Por Helder Gomes*
As singularidades de organização política nas novas nações emancipadas do julgo colonial devem ser entendidas como parte fundamental do processo de formação da etapa superior do capitalismo em nível mundial no século XIX. Naquele contexto, o Estado capitalista dependente foi forjado inorganicamente, de forma a garantir a transferência de riquezas para o exterior, por meio de regimes políticos de caráter autoritário. De um lado, o Estado subordinado deveria garantir a apropriação interna de “excedentes sobrantes” (pois, a maior parte da riqueza produzida nas ex-colônias continuaria seguindo para as grandes potências) por parte das oligarquias nacionais, cujo caráter da disputa exigia a manutenção de instrumentos que predominaram no período clássico da acumulação primitiva, na etapa de transição do feudalismo ao capitalismo. De outro lado, o novo aparato político interno, nas ex-colônias, deveria reunir as condições para a exploração da força de trabalho, num regime muito mais violento que aquele expresso no capitalismo avançado, como condição para atrair investimentos externos, sob relações internacionais de subordinação, como nos ensina Ruy Mauro Marini, em “A dialética da dependência”.
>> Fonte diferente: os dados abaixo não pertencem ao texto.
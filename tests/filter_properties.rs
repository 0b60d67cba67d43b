//! Property tests for tag filtering, prefixing and priority mapping.

use proptest::prelude::*;
use rask_syslog_forwarder::domain::LogSource;
use rask_syslog_forwarder::filter::{FilterMode, FilterSet, parse_tags};
use rask_syslog_forwarder::prefix::{PrefixConfig, normalize_prefix};
use rask_syslog_forwarder::syslog::to_priority;

fn raw_filter_strategy() -> impl Strategy<Value = String> {
    prop::string::string_regex("[a-zA-Z_ ,\t\r\n:]{0,40}").expect("valid regex")
}

fn tag_strategy() -> impl Strategy<Value = String> {
    prop::string::string_regex("[a-z_]{1,8}(:[a-z0-9]{1,6})?").expect("valid regex")
}

fn mode_strategy() -> impl Strategy<Value = FilterMode> {
    prop_oneof![Just(FilterMode::Include), Just(FilterMode::Exclude)]
}

proptest! {
    #[test]
    fn parsed_tags_are_trimmed_and_non_empty(raw in raw_filter_strategy()) {
        for tag in parse_tags(&raw) {
            prop_assert!(!tag.is_empty());
            prop_assert_eq!(tag.as_str(), tag.trim_matches([' ', '\t', '\r', '\n']));
        }
    }

    #[test]
    fn should_pass_depends_only_on_mode_raw_and_tag(
        raw in raw_filter_strategy(),
        mode in mode_strategy(),
        tag in tag_strategy(),
    ) {
        let first = FilterSet::parse(&raw, mode);
        let second = FilterSet::parse(&raw, mode);
        prop_assert_eq!(first.should_pass(&tag), second.should_pass(&tag));
    }

    #[test]
    fn include_and_exclude_disagree_on_configured_sets(
        raw in raw_filter_strategy(),
        tag in tag_strategy(),
    ) {
        let include = FilterSet::parse(&raw, FilterMode::Include);
        let exclude = FilterSet::parse(&raw, FilterMode::Exclude);
        prop_assert_ne!(include.should_pass(&tag), exclude.should_pass(&tag));
    }

    #[test]
    fn normalize_prefix_is_idempotent(prefix in "[a-z :]{0,12}") {
        let once = normalize_prefix(&prefix);
        prop_assert_eq!(normalize_prefix(&once), once.clone());
        prop_assert!(once.is_empty() || once.ends_with(": "));
    }

    #[test]
    fn apply_is_idempotent(
        direct in "[a-z ]{0,6}",
        logger in "[a-z ]{0,6}",
        tag in tag_strategy(),
    ) {
        let prefixes = PrefixConfig::new(&direct, &logger);
        for source in [LogSource::Direct, LogSource::Logger, LogSource::Internal] {
            let once = prefixes.apply(&tag, source).into_owned();
            prop_assert_eq!(prefixes.apply(&once, source).into_owned(), once.clone());
        }
    }

    #[test]
    fn priority_is_total_and_clamped(level in any::<u8>()) {
        let priority = to_priority(level);
        prop_assert!(priority <= 7);
        if level > 7 {
            prop_assert_eq!(priority, to_priority(7));
        }
    }
}

#[test]
fn test_exclude_listed_components() {
    let filters = FilterSet::parse("wifi,api", FilterMode::Exclude);
    assert!(!filters.should_pass("wifi:connecting"));
    assert!(filters.should_pass("sensor:update"));
}

#[test]
fn test_include_with_empty_filter_passes_nothing() {
    let filters = FilterSet::parse("", FilterMode::Include);
    assert!(!filters.should_pass("anything"));
}

#[test]
fn test_exclude_all_sentinel_is_case_insensitive() {
    let filters = FilterSet::parse("ALL", FilterMode::Exclude);
    assert!(!filters.should_pass("anything"));
    assert!(filters.tags().is_empty());

    let filters = FilterSet::parse("All", FilterMode::Include);
    assert!(filters.should_pass("anything"));
}

#[test]
fn test_priority_table() {
    let priorities: Vec<u8> = (0..=7).map(to_priority).collect();
    assert_eq!(priorities, vec![0, 3, 4, 6, 5, 7, 7, 7]);
    assert_eq!(to_priority(200), 7);
}
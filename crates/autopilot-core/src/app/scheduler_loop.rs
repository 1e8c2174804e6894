//! SchedulerLoop - タスク実行ループ
//!
//! # フロー
//! 1. dequeue で最優先タスクを取得
//! 2. execute（必要なら self-healing → 再試行）
//! 3. 結果から後続タスクを derive して enqueue
//! 4. reprioritize
//!
//! engine は Weak で保持する。engine が drop されるとループも終わる。

use std::sync::Weak;
use std::time::Duration;

use tokio::sync::watch;
use tracing::{debug, info};

use super::engine::AutonomousTaskEngine;

pub(crate) async fn scheduler_loop(
    engine: Weak<AutonomousTaskEngine>,
    poll_interval: Duration,
    mut shutdown_rx: watch::Receiver<bool>,
) {
    let Some(notify) = engine.upgrade().map(|e| e.queue().notified()) else {
        return;
    };
    info!(poll_interval_ms = poll_interval.as_millis() as u64, "scheduler loop started");

    loop {
        if *shutdown_rx.borrow() {
            break;
        }

        let processed = {
            let Some(engine) = engine.upgrade() else {
                break;
            };
            engine.run_once().await.is_some()
        };
        if processed {
            continue;
        }

        // 空のときだけ待つ: enqueue 通知 / poll 間隔 / shutdown のどれか
        tokio::select! {
            changed = shutdown_rx.changed() => {
                if changed.is_err() {
                    break;
                }
            }
            _ = notify.notified() => {}
            _ = tokio::time::sleep(poll_interval) => {}
        }
    }

    debug!("scheduler loop exited");
}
É interessante notar as particularidades, do caso do Brasil, em sua adequação subalterna ao processo de industrialização imperialista em escala global. A economia brasileira foi se moldando lentamente às contradições mais gerais que surgiram com o fim do Antigo Sistema Colonial, na medida em que as relações sociais de produção vinculadas à agropecuária e à extração mineral se mantinham como fortes elementos a marcar a sociabilidade nacional. As pressões externas pela elevação da produtividade do trabalho, que resultaram inclusive na abolição do regime escravista, não foram suficientes para forjar, de imediato, relações de produção tipicamente capitalistas no território brasileiro. Muito ao contrário, as heranças do antigo pacto colonial, o qual envolvia o exclusivo metropolitano nas transações comerciais e usurárias, impediam que fossem gestadas organicamente tanto a acumulação interna de forma integrada, como a formação de um mercado de trabalho assalariado de modo generalizado. Como lembra José de Souza Martins, em “O Cativeiro da Terra”, imediatamente à abolição, o contingente que se mantinha até então escravizado foi forçado a compor um lumpesinato, marginal, enquanto o incentivo à imigração europeia criava novas relações de produção, porém, em regimes de trabalho vinculados à compensação dos gastos com a longa viagem, portanto, ainda longe da generalização do assalariamento.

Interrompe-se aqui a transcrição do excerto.